───── Source records ─────

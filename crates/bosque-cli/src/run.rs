//! Run command implementation for the Bosque kernel CLI.
//!
//! Compiles and runs a single source file in a throwaway workspace, the
//! same way the kernel runs a notebook cell.

use std::io::{self, Write};
use std::path::Path;
use std::time::Instant;

use bosque_core::compile::{Bridge, BridgeConfig};
use bosque_core::paths::ScratchWorkspace;

use crate::colors;

/// Compile and run a source file, printing its output.
pub async fn execute(source_path: &str, config: BridgeConfig) -> anyhow::Result<()> {
    let path = Path::new(source_path);
    if !path.exists() {
        anyhow::bail!("Source file not found: {}", source_path);
    }

    let start = Instant::now();
    let source = tokio::fs::read_to_string(path).await?;

    let bridge = Bridge::new(config)?;
    let scratch = ScratchWorkspace::create()?;

    let result = bridge.compile_and_execute(&source, scratch.path()).await;
    scratch.remove();

    let output = result?;
    let mut stdout = io::stdout().lock();
    stdout.write_all(output.as_bytes())?;
    stdout.flush()?;

    eprintln!(
        "{}Completed{} {} in {:.2}s",
        colors::GREEN,
        colors::RESET,
        path.display(),
        start.elapsed().as_secs_f64()
    );

    Ok(())
}
//! Jupyter kernel spec installation.
//!
//! Jupyter discovers kernels through `kernels/<name>/kernel.json` under its
//! data directory.

use std::fs;
use std::path::{Path, PathBuf};

use serde::{Deserialize, Serialize};

use crate::error::{KernelError, KernelResult};

/// Directory name of the installed kernel spec.
pub const KERNEL_NAME: &str = "bosque";

/// Contents of `kernel.json`.
#[derive(Debug, Clone, PartialEq, Eq, Serialize, Deserialize)]
pub struct KernelSpec {
    /// Command line Jupyter runs to start the kernel
    pub argv: Vec<String>,

    /// Display name
    pub display_name: String,

    /// Language
    pub language: String,
}

impl KernelSpec {
    /// Spec that launches `binary serve`.
    pub fn for_binary(binary: &Path) -> Self {
        Self {
            argv: vec![
                binary.to_string_lossy().into_owned(),
                "serve".to_string(),
                "--connection-file".to_string(),
                "{connection_file}".to_string(),
            ],
            display_name: "Bosque".to_string(),
            language: "bosque".to_string(),
        }
    }
}

/// The user-level Jupyter kernels directory.
pub fn default_kernels_dir() -> KernelResult<PathBuf> {
    let base = if cfg!(target_os = "macos") {
        dirs::home_dir().map(|home| home.join("Library").join("Jupyter"))
    } else {
        dirs::data_dir().map(|data| data.join("jupyter"))
    };

    base.map(|dir| dir.join("kernels")).ok_or_else(|| {
        KernelError::KernelSpec("Could not determine the Jupyter data directory".to_string())
    })
}

/// Write `spec` to `<kernels_dir>/bosque/kernel.json`.
///
/// An existing spec of the same name is replaced. Returns the spec directory.
pub fn install(spec: &KernelSpec, kernels_dir: &Path) -> KernelResult<PathBuf> {
    let spec_dir = kernels_dir.join(KERNEL_NAME);

    if spec_dir.exists() {
        tracing::debug!("Replacing existing kernel spec at {}", spec_dir.display());
        fs::remove_dir_all(&spec_dir).map_err(|e| KernelError::Io {
            path: spec_dir.clone(),
            message: e.to_string(),
        })?;
    }

    fs::create_dir_all(&spec_dir).map_err(|e| KernelError::Io {
        path: spec_dir.clone(),
        message: e.to_string(),
    })?;

    let spec_file = spec_dir.join("kernel.json");
    let json = serde_json::to_string_pretty(spec)?;
    fs::write(&spec_file, json).map_err(|e| KernelError::Io {
        path: spec_file.clone(),
        message: e.to_string(),
    })?;

    tracing::info!("Installed kernel spec to {}", spec_dir.display());
    Ok(spec_dir)
}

─────

■ Exercise instructions
Which lines in the data hold the string "binary"? Copy each of them.

■ Reply
    /// Spec that launches `binary serve`.
    pub fn for_binary(binary: &Path) -> Self {
                binary.to_string_lossy().into_owned(),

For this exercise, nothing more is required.